Commentary: Smoke, Mirrors, And The Boss's Paycheck

It's not every day that a corporate chieftain offers to give up a full year's salary if his company fails to meet an earnings target. By making that pledge, Union Carbide Chairman and Chief Executive William H. Joyce raised eyebrows and made headlines last week. News reports indicated that Joyce, who earned $2.1 million last year, would forfeit his base salary--currently $850,000--if his company does not earn at least $4 a share in 2000. An additional 16 senior execs will give up 65% of their salaries if the target is missed.

Before anyone anoints Joyce a pay-for-performance hero, however, a closer look at his pay plan is in order. Chalk this one up to clever public relations. Although it's unlikely to dent Joyce's wallet or stoke up Union Carbide Corp.'s performance, as a PR ploy, it worked like a charm. Joyce garnered favorable headlines in major newspapers and cheers from investors. "People are so cynical about executives having their snouts in the trough that anyone who raises his head for a few moments is considered a hero," says Graef "Bud" Crystal, the executive pay consultant and critic. "No one expects an American CEO to give back anything."

But will it make much difference in how the company does? Union Carbide, of course, argues it will. Although Joyce declined to comment, a spokesperson says he made the move in the face of skepticism by investors that Carbide will make $4 a share in 2000, when an industry down cycle is expected. Criticizing most incentive plans, Carbide's vice-president of human resources Malcolm A. Kessinger says: "Pay for performance is a carrot without a stick. You don't get rewarded for missing a target, but you don't lose anything either."

Carbide's new pay plan is far more nuanced than initial reports indicated, however. Rather than giving up his entire salary in the year 2000, for example, Joyce will give up a third of his base pay in each of the next three years. It's worth noting that his base pay has jumped nearly 55% in the past two years, from $550,000 in 1995, when he became CEO. So what he's putting at risk is less than the raises he has already racked up.

If Carbide misses its target, Joyce will lose that money. But in return, he stands to gain far more. Joyce will get "additional incentive compensation" up to eight times the salary he is forsaking if earnings hit $4.75 a share in 1999 and 2000. And the payoff could be even higher because that pay will be converted into "phantom shares" of stock--at current prices. If he delivers the goods, he'll benefit from any uplift in the market.

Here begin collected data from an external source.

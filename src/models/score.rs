//! Groove Score models.
//!
//! These types describe a staff member's weekly performance: the raw
//! per-location category scores going in, the category weights, and the
//! blended [`WeeklyScore`] coming out.

use rust_decimal::Decimal;
use serde::{Deserialize, Serialize};

/// One of the four scored performance categories.
///
/// # Example
///
/// ```
/// use groove_engine::models::ScoreCategory;
///
/// assert_eq!(ScoreCategory::ALL.len(), 4);
/// assert_eq!(ScoreCategory::TaskEfficiency.to_string(), "task_efficiency");
/// ```
#[derive(Debug, Clone, Copy, PartialEq, Eq, Hash, Serialize, Deserialize)]
#[serde(rename_all = "snake_case")]
pub enum ScoreCategory {
    /// Shifts attended versus scheduled.
    Attendance,
    /// Clock-ins on time versus total clock-ins.
    Punctuality,
    /// Tasks completed within their estimate.
    TaskEfficiency,
    /// Average customer review rating, as a percentage.
    CustomerReviews,
}

impl ScoreCategory {
    /// Every category, in display order.
    pub const ALL: [ScoreCategory; 4] = [
        ScoreCategory::Attendance,
        ScoreCategory::Punctuality,
        ScoreCategory::TaskEfficiency,
        ScoreCategory::CustomerReviews,
    ];
}

impl std::fmt::Display for ScoreCategory {
    fn fmt(&self, f: &mut std::fmt::Formatter<'_>) -> std::fmt::Result {
        match self {
            ScoreCategory::Attendance => write!(f, "attendance"),
            ScoreCategory::Punctuality => write!(f, "punctuality"),
            ScoreCategory::TaskEfficiency => write!(f, "task_efficiency"),
            ScoreCategory::CustomerReviews => write!(f, "customer_reviews"),
        }
    }
}

/// Raw category percentages observed for one week.
///
/// Each value must lie in `[0, 100]`; values may be fractional.
#[derive(Debug, Clone, PartialEq, Eq, Serialize, Deserialize)]
pub struct CategoryScores {
    /// Attendance percentage.
    pub attendance: Decimal,
    /// Punctuality percentage.
    pub punctuality: Decimal,
    /// Task efficiency percentage.
    pub task_efficiency: Decimal,
    /// Customer review percentage.
    pub customer_reviews: Decimal,
}

impl CategoryScores {
    /// Returns the value recorded for `category`.
    pub fn get(&self, category: ScoreCategory) -> Decimal {
        match category {
            ScoreCategory::Attendance => self.attendance,
            ScoreCategory::Punctuality => self.punctuality,
            ScoreCategory::TaskEfficiency => self.task_efficiency,
            ScoreCategory::CustomerReviews => self.customer_reviews,
        }
    }
}

/// A staff member's category scores at a single location for one week.
///
/// # Example
///
/// ```
/// use groove_engine::models::{CategoryScores, LocationScoreBreakdown, ScoreCategory};
/// use rust_decimal::Decimal;
///
/// let breakdown = LocationScoreBreakdown {
///     location_id: "loc_north".to_string(),
///     days_worked: 3,
///     scores: CategoryScores {
///         attendance: Decimal::from(100),
///         punctuality: Decimal::from(75),
///         task_efficiency: Decimal::from(80),
///         customer_reviews: Decimal::from(90),
///     },
/// };
/// assert_eq!(breakdown.scores.get(ScoreCategory::Punctuality), Decimal::from(75));
/// ```
#[derive(Debug, Clone, PartialEq, Eq, Serialize, Deserialize)]
pub struct LocationScoreBreakdown {
    /// The location these scores were observed at.
    pub location_id: String,
    /// Days worked at this location; the weight of this breakdown.
    pub days_worked: u32,
    /// The category values observed at this location.
    pub scores: CategoryScores,
}

/// Integer percentage weight per category. Must sum to exactly 100.
///
/// The default is the stock weighting shown on the settings screen:
/// attendance 30, punctuality 30, task efficiency 20, customer reviews 20.
#[derive(Debug, Clone, Copy, PartialEq, Eq, Serialize, Deserialize)]
pub struct ScoreWeights {
    /// Weight of the attendance category.
    pub attendance: u32,
    /// Weight of the punctuality category.
    pub punctuality: u32,
    /// Weight of the task efficiency category.
    pub task_efficiency: u32,
    /// Weight of the customer reviews category.
    pub customer_reviews: u32,
}

impl ScoreWeights {
    /// Returns the weight for `category`.
    pub fn get(&self, category: ScoreCategory) -> u32 {
        match category {
            ScoreCategory::Attendance => self.attendance,
            ScoreCategory::Punctuality => self.punctuality,
            ScoreCategory::TaskEfficiency => self.task_efficiency,
            ScoreCategory::CustomerReviews => self.customer_reviews,
        }
    }

    /// Returns the sum of all four weights.
    pub fn total(&self) -> u64 {
        ScoreCategory::ALL
            .iter()
            .map(|c| u64::from(self.get(*c)))
            .sum()
    }
}

impl Default for ScoreWeights {
    fn default() -> Self {
        Self {
            attendance: 30,
            punctuality: 30,
            task_efficiency: 20,
            customer_reviews: 20,
        }
    }
}

/// The blended weekly Groove Score for one staff member.
#[derive(Debug, Clone, PartialEq, Eq, Serialize, Deserialize)]
pub struct WeeklyScore {
    /// Blended attendance percentage.
    pub attendance: u32,
    /// Blended punctuality percentage.
    pub punctuality: u32,
    /// Blended task efficiency percentage.
    pub task_efficiency: u32,
    /// Blended customer review percentage.
    pub customer_reviews: u32,
    /// The weighted total across all categories.
    pub total_score: u32,
    /// Days worked across all locations.
    pub total_days_worked: u32,
    /// Number of location breakdowns blended.
    pub location_count: usize,
}

impl WeeklyScore {
    /// Returns the blended value for `category`.
    pub fn category(&self, category: ScoreCategory) -> u32 {
        match category {
            ScoreCategory::Attendance => self.attendance,
            ScoreCategory::Punctuality => self.punctuality,
            ScoreCategory::TaskEfficiency => self.task_efficiency,
            ScoreCategory::CustomerReviews => self.customer_reviews,
        }
    }
}

#[cfg(test)]
mod tests {
    use super::*;

    #[test]
    fn test_default_weights_sum_to_100() {
        assert_eq!(ScoreWeights::default().total(), 100);
    }

    #[test]
    fn test_weights_total_does_not_overflow() {
        let weights = ScoreWeights {
            attendance: u32::MAX,
            punctuality: u32::MAX,
            task_efficiency: 0,
            customer_reviews: 0,
        };
        assert_eq!(weights.total(), 2 * u64::from(u32::MAX));
    }

    #[test]
    fn test_category_serialization() {
        let json = serde_json::to_string(&ScoreCategory::CustomerReviews).unwrap();
        assert_eq!(json, "\"customer_reviews\"");
    }

    #[test]
    fn test_breakdown_deserializes_string_and_number_scores() {
        let json = r#"{
            "location_id": "loc_south",
            "days_worked": 2,
            "scores": {
                "attendance": "80",
                "punctuality": 85,
                "task_efficiency": "70.5",
                "customer_reviews": 100
            }
        }"#;

        let breakdown: LocationScoreBreakdown = serde_json::from_str(json).unwrap();
        assert_eq!(breakdown.days_worked, 2);
        assert_eq!(breakdown.scores.attendance, Decimal::from(80));
        assert_eq!(breakdown.scores.task_efficiency, Decimal::new(705, 1));
    }

    #[test]
    fn test_weekly_score_category_lookup() {
        let score = WeeklyScore {
            attendance: 92,
            punctuality: 79,
            task_efficiency: 76,
            customer_reviews: 94,
            total_score: 85,
            total_days_worked: 5,
            location_count: 2,
        };

        let values: Vec<u32> = ScoreCategory::ALL.iter().map(|c| score.category(*c)).collect();
        assert_eq!(values, vec![92, 79, 76, 94]);
    }
}
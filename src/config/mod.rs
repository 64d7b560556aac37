//! Configuration loading and management for the Groove Engine.
//!
//! This module loads deployment metadata and the default Groove Score
//! category weights from YAML files.
//!
//! # Example
//!
//! ```no_run
//! use groove_engine::config::ConfigLoader;
//!
//! let config = ConfigLoader::load("./config/groove").unwrap();
//! println!("Loaded deployment: {}", config.engine().name);
//! ```

mod loader;
mod types;

pub use loader::ConfigLoader;
pub use types::{EngineMetadata, GrooveConfig, ScoringConfig};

Moreover, on the face of it, Joyce hasn't staked this bet on a very tough hurdle. Sure, analysts foresee a downturn starting in 1998 for Carbide, which earned $3.90 a share in 1996 and is expected to make $4.40 a share this year. But linking pay to earnings per share is not a good idea, since it's one of the most manipulable of all accounting measures. To hike EPS, a CEO could sell assets, slash marketing costs or research and development expenses, defer investment--or simply buy back shares. "When you have a compensation arrangement based on a single profitability measure, it's almost certain it can be manipulated to get the desired result," warns Howard M. Schilit, president of the Center for Financial Research & Analysis in Rockville, Md.

WHAT STICK? It's also far from clear that Joyce's pay will really take a hit. Union Carbide concedes that his pay packet each year will be balanced out by "variable compensation." In other words, Joyce could more than make up any salary loss with cash bonuses and stock plans. Last year, these alone paid him $1.4 million, not including options on 130,000 shares. If Carbide stock rises by 10% a year over the 10-year option term, they would be worth $9.5 million.

Under a meaningful plan, a CEO would no longer be paid millions simply for riding the cyclical wave of an industry upturn or a bull market. Such a plan would base compensation on goals set against an industry peer group over multiple years. Every cent beyond his base salary would then be paid only if he outperformed Carbide's main rivals on key targets such as return on equity or assets. Even option gains would come only after the shareholders have reaped their rewards and only after a company has done better than its peers.

Don't hold your breath. Few boards of directors and still fewer CEOs want to put that much on the line. Until then, we'll have to do with gestures that have more public-relations value than real impact.